> Task brief
Please retype the material beneath this task exactly, starting with its first line and finishing with the line containing "half-written entry behind.".

> Supplied data
<<<<
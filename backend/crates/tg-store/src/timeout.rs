use crate::{Result as StoreResult, StoreError};

use std::future::Future;
use std::panic::Location;
use std::time::Duration;

use error_location::ErrorLocation;

/// Bound a store call by `timeout`. A call that misses the deadline becomes a
/// retryable `StoreError::Timeout`; the underlying store operation is still
/// atomic, so an abandoned call never leaves a half-written entry behind.
///
/// The error carries the location of the `with_timeout` call, not of this module.
#[track_caller]
pub fn with_timeout<T, F>(
    timeout: Duration,
    operation: &'static str,
    future: F,
) -> impl Future<Output = StoreResult<T>>
where
    F: Future<Output = StoreResult<T>>,
{
    let location = ErrorLocation::from(Location::caller());

    async move {
        match tokio::time::timeout(timeout, future).await {
            Ok(result) => result,
            Err(_) => {
                log::warn!("Store operation '{operation}' exceeded {timeout:?} {location}");
                Err(StoreError::Timeout {
                    operation,
                    timeout_ms: timeout.as_millis() as u64,
                    location,
                })
            }
        }
    }
}
pub mod identity_claims;
pub mod rate_window;
pub mod refresh_token;
pub mod role;
pub mod session_lineage;
pub mod token_status;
>>>>
> Solved problem
filename backend/crates/tg-store/src/timeout.rs
use crate::{Result as StoreResult, StoreError};

use std::future::Future;
use std::panic::Location;
use std::time::Duration;

use error_location::ErrorLocation;

/// Bound a store call by `timeout`. A call that misses the deadline becomes a
/// retryable `StoreError::Timeout`; the underlying store operation is still
/// atomic, so an abandoned call never leaves a half-written entry behind.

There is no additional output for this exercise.